> EXERCISE: Using the data beneath this instruction, retype only the lines from the one that contains "assert!(result.structured_report.is_none());" down to the one that contains "assert_eq!(report.test_results.len(), 1);", both included, exactly as they appear.

> RECORDS TO PROCESS:
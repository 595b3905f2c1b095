//! Subprocess-backed test runner.

use super::{RunOptions, StructuredReport, TestExecutionResult, TestRunner};
use crate::config::{FILE_PLACEHOLDER, REPORT_PLACEHOLDER};
use anyhow::{Context, Result};
use async_trait::async_trait;
use std::path::{Path, PathBuf};
use std::process::Stdio;
use std::time::{Duration, Instant};
use tokio::process::Command;
use tracing::{debug, warn};
use uuid::Uuid;

/// Runs the configured test command through the platform shell.
///
/// The command template's `{file}` placeholder receives the test path and
/// `{report}` a fresh report path under `reports_dir`. The report file is
/// read back (and removed) after the run when the runner produced one.
#[derive(Debug, Clone)]
pub struct ProcessTestRunner {
    reports_dir: PathBuf,
}

impl ProcessTestRunner {
    pub fn new(reports_dir: impl Into<PathBuf>) -> Self {
        Self {
            reports_dir: reports_dir.into(),
        }
    }

    fn shell() -> (&'static str, &'static str) {
        if cfg!(windows) {
            ("cmd", "/C")
        } else {
            ("sh", "-c")
        }
    }

    async fn load_report(path: &Path) -> Option<StructuredReport> {
        let content = tokio::fs::read_to_string(path).await.ok()?;
        let _ = tokio::fs::remove_file(path).await;
        match StructuredReport::parse(&content) {
            Ok(report) => Some(report),
            Err(e) => {
                warn!("Ignoring unparsable test report {}: {}", path.display(), e);
                None
            }
        }
    }
}

/// Quote a path for `sh -c` when it contains anything beyond safe characters.
fn shell_quote(value: &str) -> String {
    let safe = value
        .chars()
        .all(|c| c.is_ascii_alphanumeric() || matches!(c, '/' | '.' | '_' | '-' | ':' | '\\'));
    if safe && !value.is_empty() {
        value.to_string()
    } else {
        format!("'{}'", value.replace('\'', r"'\''"))
    }
}

/// Substitute `{file}` and `{report}` in a command template.
#[must_use]
pub fn render_command(template: &str, test_file: &Path, report: &Path) -> String {
    template
        .replace(
            FILE_PLACEHOLDER,
            &shell_quote(&test_file.to_string_lossy()),
        )
        .replace(
            REPORT_PLACEHOLDER,
            &shell_quote(&report.to_string_lossy()),
        )
}

#[async_trait]
impl TestRunner for ProcessTestRunner {
    async fn run_test(&self, command: &str, options: &RunOptions) -> Result<TestExecutionResult> {
        let report_path = self.reports_dir.join(format!("{}.json", Uuid::new_v4()));
        let wants_report = command.contains(REPORT_PLACEHOLDER);
        if wants_report {
            tokio::fs::create_dir_all(&self.reports_dir)
                .await
                .with_context(|| format!("Failed to create {}", self.reports_dir.display()))?;
        }

        let rendered = render_command(command, &options.test_file_path, &report_path);
        if let Some(program) = rendered.split_whitespace().next() {
            if which::which(program).is_err() {
                warn!("Test command '{}' was not found on PATH", program);
            }
        }

        debug!(
            "Running tests for {} ({}): {}",
            options.test_file_path.display(),
            options
                .framework
                .as_ref()
                .map_or_else(|| "unknown framework".to_string(), |f| f.label()),
            rendered
        );

        let (shell, flag) = Self::shell();
        let start = Instant::now();
        let child = Command::new(shell)
            .arg(flag)
            .arg(&rendered)
            .current_dir(&options.cwd)
            .env("CI", "true")
            .env("FORCE_COLOR", "0")
            .stdin(Stdio::null())
            .stdout(Stdio::piped())
            .stderr(Stdio::piped())
            .kill_on_drop(true)
            .spawn()
            .with_context(|| format!("Failed to spawn test command: {}", rendered))?;

        let timeout = Duration::from_millis(options.timeout_ms);
        let output = match tokio::time::timeout(timeout, child.wait_with_output()).await {
            Ok(output) => output.context("Failed to collect test output")?,
            Err(_) => {
                warn!(
                    "Test run for {} timed out after {}ms",
                    options.test_file_path.display(),
                    options.timeout_ms
                );
                return Ok(TestExecutionResult {
                    success: false,
                    exit_code: -1,
                    stdout: String::new(),
                    stderr: format!("Test run timed out after {}ms", options.timeout_ms),
                    duration_ms: start.elapsed().as_millis() as u64,
                    structured_report: None,
                });
            }
        };

        let structured_report = if wants_report {
            Self::load_report(&report_path).await
        } else {
            None
        };

        Ok(TestExecutionResult {
            success: output.status.success(),
            exit_code: output.status.code().unwrap_or(-1),
            stdout: String::from_utf8_lossy(&output.stdout).into_owned(),
            stderr: String::from_utf8_lossy(&output.stderr).into_owned(),
            duration_ms: start.elapsed().as_millis() as u64,
            structured_report,
        })
    }
}

#[cfg(test)]
mod tests {
    use super::*;
    use tempfile::TempDir;

    fn options(cwd: &Path, timeout_ms: u64) -> RunOptions {
        RunOptions {
            cwd: cwd.to_path_buf(),
            test_file_path: PathBuf::from("src/add.test.ts"),
            timeout_ms,
            framework: None,
        }
    }

    #[test]
    fn test_render_command_substitutes_placeholders() {
        let rendered = render_command(
            "npx jest {file} --json --outputFile={report}",
            Path::new("src/add.test.ts"),
            Path::new("/tmp/r.json"),
        );
        assert_eq!(
            rendered,
            "npx jest src/add.test.ts --json --outputFile=/tmp/r.json"
        );
    }

    #[test]
    fn test_render_command_quotes_paths_with_spaces() {
        let rendered = render_command("run {file}", Path::new("my dir/it's.ts"), Path::new("r"));
        assert_eq!(rendered, r"run 'my dir/it'\''s.ts'");
    }

    #[cfg(unix)]
    #[tokio::test]
    async fn test_captures_output_and_exit_code() {
        let temp = TempDir::new().unwrap();
        let runner = ProcessTestRunner::new(temp.path().join("reports"));

        let result = runner
            .run_test("echo running {file}; echo oops >&2; exit 3", &options(temp.path(), 10_000))
            .await
            .unwrap();

        assert!(!result.success);
        assert_eq!(result.exit_code, 3);
        assert!(result.stdout.contains("running src/add.test.ts"));
        assert!(result.stderr.contains("oops"));
        assert!(result.structured_report.is_none());
    }

    #[cfg(unix)]
    #[tokio::test]
    async fn test_loads_and_removes_structured_report() {
        let temp = TempDir::new().unwrap();
        let reports = temp.path().join("reports");
        let runner = ProcessTestRunner::new(&reports);

        let command = r#"echo '{"testResults":[{"name":"src/add.test.ts","status":"passed","assertionResults":[]}]}' > {report}; exit 1"#;
        let result = runner
            .run_test(command, &options(temp.path(), 10_000))
            .await
            .unwrap();

        let report = result.structured_report.as_ref().unwrap();
        assert_eq!(report.test_results.len(), 1);
        assert!(result.passed_for(Path::new("src/add.test.ts")));
        assert_eq!(std::fs::read_dir(&reports).unwrap().count(), 0);
    }

    #[cfg(unix)]
    #[tokio::test]
    async fn test_timeout_yields_failed_result() {
        let temp = TempDir::new().unwrap();
        let runner = ProcessTestRunner::new(temp.path().join("reports"));

        let result = runner
            .run_test("sleep 5 # {file}", &options(temp.path(), 100))
            .await
            .unwrap();

        assert!(!result.success);
        assert_eq!(result.exit_code, -1);
        assert!(result.stderr.contains("timed out"));
    }
}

> EXERCISE RESPONSE:
        assert!(result.structured_report.is_none());
    }

    #[cfg(unix)]
    #[tokio::test]
    async fn test_loads_and_removes_structured_report() {
        let temp = TempDir::new().unwrap();
        let reports = temp.path().join("reports");
        let runner = ProcessTestRunner::new(&reports);

        let command = r#"echo '{"testResults":[{"name":"src/add.test.ts","status":"passed","assertionResults":[]}]}' > {report}; exit 1"#;
        let result = runner
            .run_test(command, &options(temp.path(), 10_000))
            .await
            .unwrap();

        let report = result.structured_report.as_ref().unwrap();
        assert_eq!(report.test_results.len(), 1);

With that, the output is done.